Task item ::
The expected answer comprises all lines from the entries that contain the string "FromMeta".

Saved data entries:
"""
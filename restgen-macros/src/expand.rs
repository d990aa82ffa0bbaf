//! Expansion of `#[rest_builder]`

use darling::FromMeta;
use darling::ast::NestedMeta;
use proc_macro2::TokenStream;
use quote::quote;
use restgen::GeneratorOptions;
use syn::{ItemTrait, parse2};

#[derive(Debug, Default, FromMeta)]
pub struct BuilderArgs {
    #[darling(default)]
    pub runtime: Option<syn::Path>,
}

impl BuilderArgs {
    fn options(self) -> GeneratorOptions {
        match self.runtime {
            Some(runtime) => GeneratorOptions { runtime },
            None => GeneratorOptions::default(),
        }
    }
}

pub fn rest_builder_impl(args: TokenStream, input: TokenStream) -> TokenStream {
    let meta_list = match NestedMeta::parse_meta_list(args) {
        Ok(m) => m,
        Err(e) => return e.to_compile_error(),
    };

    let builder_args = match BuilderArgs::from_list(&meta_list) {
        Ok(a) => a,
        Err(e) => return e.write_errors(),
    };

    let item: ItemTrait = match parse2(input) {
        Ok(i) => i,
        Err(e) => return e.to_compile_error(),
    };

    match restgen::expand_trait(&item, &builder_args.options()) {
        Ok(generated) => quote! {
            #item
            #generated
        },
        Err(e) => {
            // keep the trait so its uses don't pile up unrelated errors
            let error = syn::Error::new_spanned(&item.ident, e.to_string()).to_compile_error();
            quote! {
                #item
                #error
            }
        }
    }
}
"""
Response ::
use darling::FromMeta;
#[derive(Debug, Default, FromMeta)]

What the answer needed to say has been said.